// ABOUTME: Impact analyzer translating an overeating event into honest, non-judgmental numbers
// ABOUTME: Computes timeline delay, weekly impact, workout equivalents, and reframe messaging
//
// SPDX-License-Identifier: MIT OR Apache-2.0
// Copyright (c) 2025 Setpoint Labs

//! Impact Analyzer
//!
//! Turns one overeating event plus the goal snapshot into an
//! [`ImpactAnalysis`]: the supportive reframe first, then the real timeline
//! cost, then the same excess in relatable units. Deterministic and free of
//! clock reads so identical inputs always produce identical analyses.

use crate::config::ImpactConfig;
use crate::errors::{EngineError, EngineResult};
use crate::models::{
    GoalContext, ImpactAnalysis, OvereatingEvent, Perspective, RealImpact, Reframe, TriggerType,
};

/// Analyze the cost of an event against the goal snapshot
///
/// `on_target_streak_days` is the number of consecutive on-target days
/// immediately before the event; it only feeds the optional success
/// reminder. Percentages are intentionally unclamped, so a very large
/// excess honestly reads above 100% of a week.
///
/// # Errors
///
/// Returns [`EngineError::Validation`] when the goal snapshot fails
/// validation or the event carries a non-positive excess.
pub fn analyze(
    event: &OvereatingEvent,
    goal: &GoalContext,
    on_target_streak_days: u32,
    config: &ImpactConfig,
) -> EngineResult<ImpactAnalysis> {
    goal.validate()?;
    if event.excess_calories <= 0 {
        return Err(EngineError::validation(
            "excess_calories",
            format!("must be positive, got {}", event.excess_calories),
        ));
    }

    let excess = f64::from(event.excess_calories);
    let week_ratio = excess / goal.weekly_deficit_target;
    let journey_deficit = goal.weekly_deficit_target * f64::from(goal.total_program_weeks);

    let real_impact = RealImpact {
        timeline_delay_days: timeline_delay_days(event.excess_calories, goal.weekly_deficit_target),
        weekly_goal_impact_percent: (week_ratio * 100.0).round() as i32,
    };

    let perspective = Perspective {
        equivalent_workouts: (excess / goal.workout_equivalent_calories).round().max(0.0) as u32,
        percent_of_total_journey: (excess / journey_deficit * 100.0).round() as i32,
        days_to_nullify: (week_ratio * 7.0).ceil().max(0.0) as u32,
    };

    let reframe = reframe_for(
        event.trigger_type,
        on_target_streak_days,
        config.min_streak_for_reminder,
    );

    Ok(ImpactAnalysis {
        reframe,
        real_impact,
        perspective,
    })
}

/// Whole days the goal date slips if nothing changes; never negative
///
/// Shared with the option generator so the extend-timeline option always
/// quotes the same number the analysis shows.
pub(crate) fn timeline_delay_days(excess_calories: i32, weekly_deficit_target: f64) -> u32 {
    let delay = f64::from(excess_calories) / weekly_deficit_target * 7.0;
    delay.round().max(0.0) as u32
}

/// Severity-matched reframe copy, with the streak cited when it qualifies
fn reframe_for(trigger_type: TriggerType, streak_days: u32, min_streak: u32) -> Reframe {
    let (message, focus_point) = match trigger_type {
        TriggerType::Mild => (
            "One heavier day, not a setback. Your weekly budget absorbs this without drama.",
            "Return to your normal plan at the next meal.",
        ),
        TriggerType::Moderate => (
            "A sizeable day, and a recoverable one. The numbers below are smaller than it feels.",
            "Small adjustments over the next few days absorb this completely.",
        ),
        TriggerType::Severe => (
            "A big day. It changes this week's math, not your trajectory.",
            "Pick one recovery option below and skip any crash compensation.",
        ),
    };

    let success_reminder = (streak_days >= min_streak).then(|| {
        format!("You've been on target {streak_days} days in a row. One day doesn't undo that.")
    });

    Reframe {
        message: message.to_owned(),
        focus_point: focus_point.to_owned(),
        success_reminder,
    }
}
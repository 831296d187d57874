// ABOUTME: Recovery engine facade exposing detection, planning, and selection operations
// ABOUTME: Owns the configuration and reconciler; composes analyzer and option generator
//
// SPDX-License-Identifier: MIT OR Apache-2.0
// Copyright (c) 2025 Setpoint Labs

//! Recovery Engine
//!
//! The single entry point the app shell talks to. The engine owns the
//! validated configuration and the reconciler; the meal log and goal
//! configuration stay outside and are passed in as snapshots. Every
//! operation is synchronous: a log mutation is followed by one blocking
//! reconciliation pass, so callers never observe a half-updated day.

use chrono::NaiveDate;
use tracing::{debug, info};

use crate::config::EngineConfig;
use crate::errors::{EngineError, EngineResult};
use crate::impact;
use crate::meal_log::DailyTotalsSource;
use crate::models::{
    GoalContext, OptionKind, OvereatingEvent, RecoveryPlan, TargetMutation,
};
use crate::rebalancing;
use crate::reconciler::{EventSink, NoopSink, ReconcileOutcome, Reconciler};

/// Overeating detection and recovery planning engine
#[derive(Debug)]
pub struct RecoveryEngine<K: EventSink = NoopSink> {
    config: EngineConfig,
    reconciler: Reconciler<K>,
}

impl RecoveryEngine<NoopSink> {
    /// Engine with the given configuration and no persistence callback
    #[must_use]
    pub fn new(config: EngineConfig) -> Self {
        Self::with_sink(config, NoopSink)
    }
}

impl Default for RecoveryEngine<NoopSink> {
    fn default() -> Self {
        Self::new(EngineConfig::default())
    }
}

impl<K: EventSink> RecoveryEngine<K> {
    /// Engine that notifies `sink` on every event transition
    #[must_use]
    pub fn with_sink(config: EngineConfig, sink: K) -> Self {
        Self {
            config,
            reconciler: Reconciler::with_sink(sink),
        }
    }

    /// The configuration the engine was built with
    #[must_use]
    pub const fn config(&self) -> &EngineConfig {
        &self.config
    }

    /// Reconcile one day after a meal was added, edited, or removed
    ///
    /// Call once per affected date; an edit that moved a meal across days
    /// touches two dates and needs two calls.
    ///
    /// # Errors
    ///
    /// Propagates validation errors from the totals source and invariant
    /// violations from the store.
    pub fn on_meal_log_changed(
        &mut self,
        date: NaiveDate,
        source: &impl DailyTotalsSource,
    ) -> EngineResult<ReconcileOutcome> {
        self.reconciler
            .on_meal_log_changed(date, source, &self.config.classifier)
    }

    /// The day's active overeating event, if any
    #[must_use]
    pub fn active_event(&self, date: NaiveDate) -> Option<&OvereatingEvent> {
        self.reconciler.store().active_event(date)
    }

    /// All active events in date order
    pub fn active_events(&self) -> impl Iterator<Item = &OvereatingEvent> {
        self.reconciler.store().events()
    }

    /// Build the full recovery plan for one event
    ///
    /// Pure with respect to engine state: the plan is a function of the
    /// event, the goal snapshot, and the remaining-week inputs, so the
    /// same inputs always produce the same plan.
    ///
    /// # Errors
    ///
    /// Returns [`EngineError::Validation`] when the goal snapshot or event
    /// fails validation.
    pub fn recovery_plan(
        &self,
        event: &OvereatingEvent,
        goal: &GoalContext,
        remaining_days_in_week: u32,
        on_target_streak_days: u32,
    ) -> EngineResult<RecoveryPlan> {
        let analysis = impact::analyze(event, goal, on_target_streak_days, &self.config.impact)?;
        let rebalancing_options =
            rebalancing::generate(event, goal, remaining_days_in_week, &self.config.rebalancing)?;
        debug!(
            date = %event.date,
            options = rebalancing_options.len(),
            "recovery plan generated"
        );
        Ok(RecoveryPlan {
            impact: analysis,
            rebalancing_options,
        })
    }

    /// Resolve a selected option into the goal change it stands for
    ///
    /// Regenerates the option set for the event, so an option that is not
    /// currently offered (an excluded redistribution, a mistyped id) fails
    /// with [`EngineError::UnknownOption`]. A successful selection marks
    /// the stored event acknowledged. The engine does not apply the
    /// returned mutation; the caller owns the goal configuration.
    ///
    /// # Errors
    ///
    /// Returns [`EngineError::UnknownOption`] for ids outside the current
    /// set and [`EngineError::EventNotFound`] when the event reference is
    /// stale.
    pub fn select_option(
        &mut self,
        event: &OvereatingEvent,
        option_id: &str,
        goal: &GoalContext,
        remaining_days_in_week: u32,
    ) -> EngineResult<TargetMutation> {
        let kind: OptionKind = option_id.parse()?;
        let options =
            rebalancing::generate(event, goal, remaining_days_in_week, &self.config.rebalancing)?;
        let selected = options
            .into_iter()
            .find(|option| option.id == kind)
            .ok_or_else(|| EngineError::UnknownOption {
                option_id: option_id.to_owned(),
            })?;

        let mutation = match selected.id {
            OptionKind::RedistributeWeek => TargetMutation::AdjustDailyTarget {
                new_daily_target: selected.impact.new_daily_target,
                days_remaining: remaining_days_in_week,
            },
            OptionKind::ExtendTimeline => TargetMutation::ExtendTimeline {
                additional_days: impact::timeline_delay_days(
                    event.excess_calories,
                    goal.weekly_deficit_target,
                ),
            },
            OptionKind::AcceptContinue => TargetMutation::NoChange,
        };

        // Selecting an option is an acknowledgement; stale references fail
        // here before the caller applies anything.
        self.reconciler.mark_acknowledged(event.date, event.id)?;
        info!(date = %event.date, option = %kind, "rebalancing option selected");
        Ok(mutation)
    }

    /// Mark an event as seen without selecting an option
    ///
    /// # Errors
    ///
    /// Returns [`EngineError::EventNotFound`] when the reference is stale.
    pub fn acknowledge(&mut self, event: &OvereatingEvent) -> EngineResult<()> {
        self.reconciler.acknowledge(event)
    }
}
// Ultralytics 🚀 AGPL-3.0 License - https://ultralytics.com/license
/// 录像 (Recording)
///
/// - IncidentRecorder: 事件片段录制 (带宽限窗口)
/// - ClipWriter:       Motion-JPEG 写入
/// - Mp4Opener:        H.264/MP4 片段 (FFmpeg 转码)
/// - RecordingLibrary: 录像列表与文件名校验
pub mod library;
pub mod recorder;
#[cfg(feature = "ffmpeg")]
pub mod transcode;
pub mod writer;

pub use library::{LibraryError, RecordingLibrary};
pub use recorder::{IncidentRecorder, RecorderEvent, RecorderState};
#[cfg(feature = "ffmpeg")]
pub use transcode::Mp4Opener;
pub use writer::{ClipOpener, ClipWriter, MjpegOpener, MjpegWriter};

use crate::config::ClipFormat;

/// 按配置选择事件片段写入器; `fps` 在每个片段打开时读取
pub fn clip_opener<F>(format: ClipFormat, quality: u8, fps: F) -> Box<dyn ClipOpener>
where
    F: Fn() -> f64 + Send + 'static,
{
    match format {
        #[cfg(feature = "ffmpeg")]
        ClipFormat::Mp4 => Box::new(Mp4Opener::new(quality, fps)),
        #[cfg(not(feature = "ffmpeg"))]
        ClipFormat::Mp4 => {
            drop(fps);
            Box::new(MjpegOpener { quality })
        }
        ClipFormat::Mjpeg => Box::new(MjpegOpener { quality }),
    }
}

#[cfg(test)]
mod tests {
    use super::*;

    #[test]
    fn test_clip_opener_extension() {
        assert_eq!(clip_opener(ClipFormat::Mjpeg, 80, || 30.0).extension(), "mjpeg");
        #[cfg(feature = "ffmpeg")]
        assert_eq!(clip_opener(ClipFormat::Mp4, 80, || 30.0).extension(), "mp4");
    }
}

About this task: Proceeding from the line containing "let selected = options" through the line containing "IncidentRecorder: 事件片段录制 (带宽限窗口)", transcribe the lines above exactly, both end lines included.

Solution to the exercise:
        let selected = options
            .into_iter()
            .find(|option| option.id == kind)
            .ok_or_else(|| EngineError::UnknownOption {
                option_id: option_id.to_owned(),
            })?;

        let mutation = match selected.id {
            OptionKind::RedistributeWeek => TargetMutation::AdjustDailyTarget {
                new_daily_target: selected.impact.new_daily_target,
                days_remaining: remaining_days_in_week,
            },
            OptionKind::ExtendTimeline => TargetMutation::ExtendTimeline {
                additional_days: impact::timeline_delay_days(
                    event.excess_calories,
                    goal.weekly_deficit_target,
                ),
            },
            OptionKind::AcceptContinue => TargetMutation::NoChange,
        };

        // Selecting an option is an acknowledgement; stale references fail
        // here before the caller applies anything.
        self.reconciler.mark_acknowledged(event.date, event.id)?;
        info!(date = %event.date, option = %kind, "rebalancing option selected");
        Ok(mutation)
    }

    /// Mark an event as seen without selecting an option
    ///
    /// # Errors
    ///
    /// Returns [`EngineError::EventNotFound`] when the reference is stale.
    pub fn acknowledge(&mut self, event: &OvereatingEvent) -> EngineResult<()> {
        self.reconciler.acknowledge(event)
    }
}
// Ultralytics 🚀 AGPL-3.0 License - https://ultralytics.com/license
/// 录像 (Recording)
///
/// - IncidentRecorder: 事件片段录制 (带宽限窗口)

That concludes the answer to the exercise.